I don't listen to anybody's advice, and then I regret it later on, but I would say probably caring what other people think about me. I have been advised by so many people to just focus on my work and not get bogged down by other people's opinions, and I think it's only recently that I've come to understand the difference between taking in criticism and worrying about what people think about me.
 
What would make you kick someone out of your band and/or bed, and have you?
I guess disrespect. And no, so far we have not kicked anyone out of the band, nor bed, for that.
 
What do you think of when you think of Canada?
Happy times. I spent a lot of time in Montreal when I started Tune-Yards. Tune-Yards wouldn't exist without Montreal, and without my friends and without the camaraderie and the way people support each other in art there.
 
What was the first LP/cassette/CD/eight track you ever bought with your own money?
I'm going to say Thriller. I'm not sure if it was with my own money, because I was very young, but I have a feeling my parents probably had some kind of allowance system through which I could get such a thing. You know what, I take that back. It was the cassingle of Björk's "Human Behavior," now that I think about it.
 
What was your most memorable day job?
House cleaner. I was doing that when I was a puppeteer, which was pre-Tune-Yards. I mean, you never forget cleaning people's houses, and long hours spent wishing I was doing something else.
 
How do you spoil yourself?
Espresso.
 
If I wasn't playing music I would be…
I would be committing more time to activist, social justice causes.
 
What do you fear most?
Disconnection between humans. Not understanding each other to such an extent that we commit violent acts on each other.
 
What has been your strangest celebrity encounter?

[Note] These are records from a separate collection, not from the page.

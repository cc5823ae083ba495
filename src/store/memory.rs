// src/store/memory.rs

use std::collections::{BTreeMap, HashMap};
use std::sync::{Arc, Mutex, MutexGuard};

use anyhow::anyhow;
use tracing::debug;

use super::{FeedbackStore, Precondition, ProjectStore, Store, TaskStore, WriteBatch};
use crate::config::Snapshot;
use crate::errors::{Result, TaskgateError};
use crate::model::{
    AuditRecord, FeedbackEntry, Milestone, MilestoneScope, Project, Task, TaskId, Team,
};

#[derive(Debug, Default)]
struct Inner {
    tasks: BTreeMap<TaskId, Task>,
    feedback: Vec<FeedbackEntry>,
    projects: HashMap<String, Project>,
    teams: HashMap<String, Team>,
    milestones: Vec<Milestone>,
    audit: Vec<AuditRecord>,
    last_task_id: TaskId,
    last_feedback_id: u64,
}

impl Inner {
    fn holds(&self, precondition: &Precondition) -> bool {
        match precondition {
            Precondition::TaskUnchanged(expected) => self.tasks.get(&expected.id) == Some(expected),
            Precondition::LatestFeedback { task_id, id } => {
                let latest = self
                    .feedback
                    .iter()
                    .filter(|f| f.task_id == *task_id)
                    .map(|f| f.id)
                    .max();
                latest == *id
            }
        }
    }
}

/// Store kept entirely in memory behind one lock.
///
/// Cloning yields another handle to the same data.
#[derive(Debug, Clone, Default)]
pub struct InMemoryStore {
    inner: Arc<Mutex<Inner>>,
}

impl InMemoryStore {
    pub fn new() -> Self {
        Self::default()
    }

    /// Build a store holding every row of a validated snapshot.
    pub fn from_snapshot(snapshot: &Snapshot) -> Result<Self> {
        let store = Self::new();
        for project in snapshot.projects() {
            store.insert_project(project.clone())?;
        }
        for team in snapshot.teams() {
            store.insert_team(team.clone())?;
        }
        for task in snapshot.tasks() {
            store.insert_task(task.clone())?;
        }
        for entry in snapshot.feedback() {
            store.insert_feedback(entry.clone())?;
        }
        for milestone in snapshot.milestones() {
            store.insert_milestone(milestone.clone())?;
        }
        Ok(store)
    }

    fn lock(&self) -> Result<MutexGuard<'_, Inner>> {
        self.inner
            .lock()
            .map_err(|_| TaskgateError::Other(anyhow!("in-memory store lock poisoned")))
    }

    pub fn insert_project(&self, project: Project) -> Result<()> {
        let mut inner = self.lock()?;
        inner.projects.insert(project.id.clone(), project);
        Ok(())
    }

    pub fn insert_team(&self, team: Team) -> Result<()> {
        let mut inner = self.lock()?;
        inner.teams.insert(team.id.clone(), team);
        Ok(())
    }

    pub fn insert_milestone(&self, milestone: Milestone) -> Result<()> {
        let mut inner = self.lock()?;
        inner.milestones.push(milestone);
        Ok(())
    }

    /// Seed a task row with its own id (e.g. from a snapshot).
    ///
    /// Later ids handed out by [`Store::next_task_id`] continue after the
    /// highest seeded id.
    pub fn insert_task(&self, task: Task) -> Result<()> {
        let mut inner = self.lock()?;
        inner.last_task_id = inner.last_task_id.max(task.id);
        inner.tasks.insert(task.id, task);
        Ok(())
    }

    /// Seed a feedback entry, keeping its id as the insertion sequence.
    pub fn insert_feedback(&self, entry: FeedbackEntry) -> Result<()> {
        let mut inner = self.lock()?;
        inner.last_feedback_id = inner.last_feedback_id.max(entry.id);
        inner.feedback.push(entry);
        Ok(())
    }

    /// Overwrite a task row without going through the engine.
    ///
    /// Stands in for an external writer (another service, a concurrent
    /// request) changing the row underneath the engine.
    pub fn overwrite_task(&self, task: Task) -> Result<()> {
        self.insert_task(task)
    }

    pub fn task_count(&self) -> Result<usize> {
        Ok(self.lock()?.tasks.len())
    }
}

impl TaskStore for InMemoryStore {
    fn task(&self, id: TaskId) -> Result<Option<Task>> {
        Ok(self.lock()?.tasks.get(&id).cloned())
    }

    fn tasks_in_project(&self, project_id: &str, include_deleted: bool) -> Result<Vec<Task>> {
        let inner = self.lock()?;
        Ok(inner
            .tasks
            .values()
            .filter(|t| t.project_id == project_id)
            .filter(|t| include_deleted || !t.is_deleted())
            .cloned()
            .collect())
    }

    fn tasks_in_team(&self, team_id: &str, include_deleted: bool) -> Result<Vec<Task>> {
        let inner = self.lock()?;
        Ok(inner
            .tasks
            .values()
            .filter(|t| t.team_id.as_deref() == Some(team_id))
            .filter(|t| include_deleted || !t.is_deleted())
            .cloned()
            .collect())
    }
}

impl FeedbackStore for InMemoryStore {
    fn latest_feedback(&self, task_id: TaskId) -> Result<Option<FeedbackEntry>> {
        let inner = self.lock()?;
        Ok(inner
            .feedback
            .iter()
            .filter(|f| f.task_id == task_id)
            .max_by_key(|f| f.id)
            .cloned())
    }

    fn feedback_for(&self, task_id: TaskId) -> Result<Vec<FeedbackEntry>> {
        let inner = self.lock()?;
        let mut entries: Vec<FeedbackEntry> = inner
            .feedback
            .iter()
            .filter(|f| f.task_id == task_id)
            .cloned()
            .collect();
        entries.sort_by_key(|f| f.id);
        Ok(entries)
    }
}

impl ProjectStore for InMemoryStore {
    fn project(&self, id: &str) -> Result<Option<Project>> {
        Ok(self.lock()?.projects.get(id).cloned())
    }

    fn team(&self, id: &str) -> Result<Option<Team>> {
        Ok(self.lock()?.teams.get(id).cloned())
    }

    fn milestones(&self, scope: &MilestoneScope) -> Result<Vec<Milestone>> {
        let inner = self.lock()?;
        Ok(inner
            .milestones
            .iter()
            .filter(|m| &m.scope == scope)
            .cloned()
            .collect())
    }
}

impl Store for InMemoryStore {
    fn next_task_id(&self) -> Result<TaskId> {
        let mut inner = self.lock()?;
        inner.last_task_id += 1;
        Ok(inner.last_task_id)
    }

    fn next_feedback_id(&self) -> Result<u64> {
        let mut inner = self.lock()?;
        inner.last_feedback_id += 1;
        Ok(inner.last_feedback_id)
    }

    fn commit(&self, batch: WriteBatch) -> Result<()> {
        // Single lock for the whole batch: readers see all of it or none.
        let mut inner = self.lock()?;

        for precondition in batch.preconditions.iter() {
            if !inner.holds(precondition) {
                debug!(task = precondition.task_id(), ?precondition, "commit precondition failed");
                return Err(TaskgateError::Conflict(precondition.task_id()));
            }
        }
        if batch.is_empty() {
            return Ok(());
        }

        debug!(
            tasks = batch.tasks.len(),
            feedback = batch.feedback.is_some(),
            audit = batch.audit.len(),
            "committing write batch"
        );

        for task in batch.tasks {
            inner.last_task_id = inner.last_task_id.max(task.id);
            inner.tasks.insert(task.id, task);
        }
        if let Some(entry) = batch.feedback {
            inner.last_feedback_id = inner.last_feedback_id.max(entry.id);
            inner.feedback.push(entry);
        }
        inner.audit.extend(batch.audit);

        Ok(())
    }

    fn audit_trail(&self, task_id: TaskId) -> Result<Vec<AuditRecord>> {
        let inner = self.lock()?;
        Ok(inner
            .audit
            .iter()
            .filter(|a| a.task_id == task_id)
            .cloned()
            .collect())
    }
}
//! Actor capability and per-activation types.
//!
//! An actor is a plain Rust type implementing [`Actor`]. It never sees the
//! hosting runtime directly: every lifecycle message and application message
//! arrives through [`Actor::receive`], and lifecycle operations go through the
//! [`ActorLifecycle`] facade on its [`ActorContext`].
//!
//! # Message Ordering
//!
//! ```text
//! Activate → (application messages | reminders)* → Deactivate
//! ```
//!
//! `Activate` always completes before the first application message and
//! `Deactivate` is always the last message an activation sees.

mod context;
mod message;
mod path;

use std::rc::Rc;
use std::time::Duration;

use async_trait::async_trait;
use serde_json::Value;

pub use context::{ActorContext, ActorLifecycle};
pub use message::{Message, Reminder};
pub use path::ActorPath;

use crate::declaration::ActorTypeCode;
use crate::error::ActorError;

/// Keep-alive policy of an actor kind.
///
/// Applied before every message and reminder delivery.
#[derive(Debug, Clone, Copy, Default, PartialEq, Eq)]
pub enum KeepAlive {
    /// No signal; the host's idle timeout applies as is.
    #[default]
    Default,
    /// Ask the host to keep the activation alive for at least this long.
    Extend(Duration),
}

/// The receiver pipeline of one activation.
///
/// Invoked uniformly for `Activate`, `Deactivate`, reminders and application
/// messages. Implemented for every [`Actor`]; the registry hands out
/// receivers as `Rc<dyn Receive>`.
#[async_trait(?Send)]
pub trait Receive {
    /// Process one message.
    async fn receive(&self, ctx: &ActorContext, message: Message) -> Result<Value, ActorError>;
}

/// Receiver handle produced by the registry's factory.
pub type Receiver = Rc<dyn Receive>;

/// Core actor trait.
///
/// # Concurrency
///
/// `receive` takes `&self`: messages delivered in reentrant mode may run
/// concurrently with other messages on the same activation. Mutable state
/// lives behind `Cell`/`RefCell`, and code reachable from reentrant messages
/// must be written as if concurrent.
///
/// # Example
///
/// ```rust
/// use std::cell::Cell;
/// use grainport::prelude::*;
///
/// struct Counter {
///     value: Cell<i64>,
/// }
///
/// #[async_trait(?Send)]
/// impl Actor for Counter {
///     fn activate(_id: &str, _ctx: &ActorContext) -> Result<Self, ActorError> {
///         Ok(Self { value: Cell::new(0) })
///     }
///
///     async fn receive(&self, _ctx: &ActorContext, message: Message) -> Result<Value, ActorError> {
///         match message {
///             Message::Application(_) => {
///                 self.value.set(self.value.get() + 1);
///                 Ok(Value::from(self.value.get()))
///             }
///             _ => Ok(Value::Null),
///         }
///     }
/// }
/// ```
#[async_trait(?Send)]
pub trait Actor: Sized + 'static {
    /// Registration key of this actor kind.
    ///
    /// Defaults to the code derived from the type's fully-qualified name.
    fn type_code() -> ActorTypeCode {
        ActorTypeCode::of::<Self>()
    }

    /// Keep-alive policy applied on every delivery.
    fn keep_alive() -> KeepAlive {
        KeepAlive::Default
    }

    /// Whether an application message is safe to interleave.
    ///
    /// Callers going through [`ActorRef::ask`](crate::system::ActorRef::ask)
    /// and [`ActorRef::tell`](crate::system::ActorRef::tell) use the reentrant
    /// entry points when this returns `true`.
    fn is_reentrant(_message: &Value) -> bool {
        false
    }

    /// Build the actor for activation `id`.
    ///
    /// Called once per activation, before `Activate` is delivered. An error
    /// aborts the activation.
    fn activate(id: &str, ctx: &ActorContext) -> Result<Self, ActorError>;

    /// Process one message.
    async fn receive(&self, ctx: &ActorContext, message: Message) -> Result<Value, ActorError>;
}

#[async_trait(?Send)]
impl<A: Actor> Receive for A {
    async fn receive(&self, ctx: &ActorContext, message: Message) -> Result<Value, ActorError> {
        Actor::receive(self, ctx, message).await
    }
}
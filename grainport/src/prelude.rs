//! Common imports for writing and hosting actors.

pub use crate::actor::{Actor, ActorContext, ActorLifecycle, ActorPath, KeepAlive, Message, Reminder};
pub use crate::config::SystemConfig;
pub use crate::declaration::{ActorLibrary, ActorTypeCode};
pub use crate::endpoint::{ActivationState, ReminderHandle, TickStatus};
pub use crate::error::{ActorError, LifecycleError, SystemError};
pub use crate::system::{ActorRef, ActorSystem, Bootstrapper};

// Commonly used external types
pub use async_trait::async_trait;
pub use serde::{Deserialize, Serialize};
pub use serde_json::{json, Value};
pub use std::time::Duration;
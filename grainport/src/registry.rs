//! Registry of actor types.
//!
//! Built once at bootstrap from the compiled endpoint module and never
//! mutated afterwards. Every [`ActorType`] is reachable three ways:
//!
//! - by actor code (what activation identities carry)
//! - by implementation `TypeId` (what `actor_of::<A>()` asks for)
//! - by generated interface full name
//!
//! A failure anywhere in the pipeline fails [`ActorTypeRegistry::build`] as a
//! whole; no partially filled registry is ever returned.

use std::any::TypeId;
use std::collections::HashMap;
use std::sync::Arc;

use serde_json::Value;

use crate::actor::{Actor, ActorContext, KeepAlive, Receiver};
use crate::config::CompileOptions;
use crate::declaration::{
    synthesize, ActorDeclaration, ActorImplementation, ActorLibrary, ActorTypeCode,
    EndpointAdapter, EndpointCompiler, EndpointInterface, EndpointModule,
};
use crate::endpoint::ActivationRuntime;
use crate::error::{ActorError, RegistrationError};

/// A registered actor kind.
#[derive(Debug)]
pub struct ActorType {
    code: ActorTypeCode,
    interface: EndpointInterface,
    adapter: EndpointAdapter,
    module: Arc<EndpointModule>,
    implementation: ActorImplementation,
}

impl ActorType {
    /// Resolve the generated types of `declaration` in `module`.
    pub fn bind(
        declaration: &ActorDeclaration,
        module: &Arc<EndpointModule>,
    ) -> Result<Self, RegistrationError> {
        let interface_name = declaration.interface_full_name();
        let interface = module
            .interface(&interface_name)
            .ok_or(RegistrationError::UnresolvedType {
                full_name: interface_name.clone(),
            })?;

        let adapter_name = declaration.adapter_full_name();
        let adapter = module
            .adapter(&adapter_name)
            .filter(|adapter| {
                adapter.implements(&interface_name) && adapter.code() == declaration.code()
            })
            .ok_or(RegistrationError::UnresolvedType {
                full_name: adapter_name,
            })?;

        Ok(Self {
            code: declaration.code().clone(),
            interface: interface.clone(),
            adapter: adapter.clone(),
            module: module.clone(),
            implementation: declaration.implementation().clone(),
        })
    }

    /// Actor code.
    pub fn code(&self) -> &ActorTypeCode {
        &self.code
    }

    /// Generated interface.
    pub fn interface(&self) -> &EndpointInterface {
        &self.interface
    }

    /// Generated adapter.
    pub fn adapter(&self) -> &EndpointAdapter {
        &self.adapter
    }

    /// Name of the module the generated types live in.
    pub fn module_name(&self) -> &str {
        self.module.name()
    }

    /// Rust type name of the implementation.
    pub fn implementation_name(&self) -> &'static str {
        self.implementation.type_name()
    }

    /// `TypeId` of the implementation.
    pub fn implementation_id(&self) -> TypeId {
        self.implementation.type_id()
    }

    /// Keep-alive policy of the implementation.
    pub fn keep_alive_policy(&self) -> KeepAlive {
        self.implementation.keep_alive()
    }

    /// Whether `message` may be delivered in reentrant mode.
    pub fn is_reentrant(&self, message: &Value) -> bool {
        self.implementation.is_reentrant(message)
    }

    /// Build the receiver of activation `id`.
    pub fn receiver(&self, id: &str, ctx: &ActorContext) -> Result<Receiver, ActorError> {
        self.implementation.create(id, ctx)
    }

    /// Apply the keep-alive policy to `runtime`.
    ///
    /// Best effort: a rejected extension is logged and otherwise ignored.
    pub fn keep_alive(&self, runtime: &dyn ActivationRuntime) {
        if let KeepAlive::Extend(period) = self.keep_alive_policy() {
            if let Err(e) = runtime.delay_deactivation(period) {
                tracing::warn!(
                    "Keep-alive for {} failed: {}",
                    runtime.identity(),
                    e
                );
            }
        }
    }
}

/// Immutable set of registered actor types.
#[derive(Debug)]
pub struct ActorTypeRegistry {
    module: Arc<EndpointModule>,
    types: Vec<Arc<ActorType>>,
    by_code: HashMap<ActorTypeCode, usize>,
    by_type: HashMap<TypeId, usize>,
    by_interface: HashMap<String, usize>,
}

impl ActorTypeRegistry {
    /// Run discovery, synthesis, compilation and binding over `libraries`.
    pub fn build(
        libraries: &[ActorLibrary],
        options: CompileOptions,
    ) -> Result<Self, RegistrationError> {
        let declarations = ActorDeclaration::scan(libraries);
        tracing::debug!(
            "Discovered {} actor kinds in {} libraries",
            declarations.len(),
            libraries.len()
        );

        let source = synthesize(&declarations);
        let module = EndpointCompiler::new(libraries, options).compile(&source)?;

        let types = declarations
            .iter()
            .map(|declaration| ActorType::bind(declaration, &module).map(Arc::new))
            .collect::<Result<Vec<_>, _>>()?;

        let mut by_code = HashMap::new();
        let mut by_type = HashMap::new();
        let mut by_interface = HashMap::new();
        for (index, actor_type) in types.iter().enumerate() {
            by_code.insert(actor_type.code().clone(), index);
            by_type.insert(actor_type.implementation_id(), index);
            by_interface.insert(actor_type.interface().full_name().to_string(), index);
        }

        tracing::info!(
            "Registered {} actor types from endpoint module {}",
            types.len(),
            module.name()
        );

        Ok(Self {
            module,
            types,
            by_code,
            by_type,
            by_interface,
        })
    }

    /// The compiled endpoint module.
    pub fn module(&self) -> &Arc<EndpointModule> {
        &self.module
    }

    /// Look up by actor code.
    pub fn registered(&self, code: &str) -> Option<&Arc<ActorType>> {
        self.by_code.get(code).map(|&index| &self.types[index])
    }

    /// Look up by implementation type.
    pub fn of<A: Actor>(&self) -> Option<&Arc<ActorType>> {
        self.by_type_id(TypeId::of::<A>())
    }

    /// Look up by implementation `TypeId`.
    pub fn by_type_id(&self, type_id: TypeId) -> Option<&Arc<ActorType>> {
        self.by_type.get(&type_id).map(|&index| &self.types[index])
    }

    /// Look up by generated interface full name.
    pub fn by_interface(&self, full_name: &str) -> Option<&Arc<ActorType>> {
        self.by_interface
            .get(full_name)
            .map(|&index| &self.types[index])
    }

    /// All registered types, in discovery order.
    pub fn iter(&self) -> impl Iterator<Item = &Arc<ActorType>> {
        self.types.iter()
    }

    /// Number of registered types.
    pub fn len(&self) -> usize {
        self.types.len()
    }

    /// Whether nothing is registered.
    pub fn is_empty(&self) -> bool {
        self.types.is_empty()
    }
}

We saw David Hasselhoff at Coachella one year, and that was pretty bizarre. I think that I sat on his lap.
 
Who would be your ideal dinner guest, living or dead, and what would you serve them?
I think Lotte Lenya and Bertolt Brecht of the German theatre. And what would I serve them? I suppose I'd serve them the closest thing to German food that I could muster up.
 
What does your mom wish you were doing instead?
I don't think she does. She's also a musician, so I think I'm doing something that she's at least mildly familiar with.
 
What song would you like to have played at your funeral?
"Radio Generation" by Pat Jordache — he's my good friend up in Montreal. Because I hope that if I die before Patrick, that he will be at my funeral, and because it's one of those songs that speaks to community, and to the community that brought me up, and that communities are possible, and the possibility of a love of community.
 
Tune-Yards' new album I can feel you creep into my private life is out January 19 on 4AD. They play Vancouver on February 27, Toronto on March 6 and Montreal on March 7.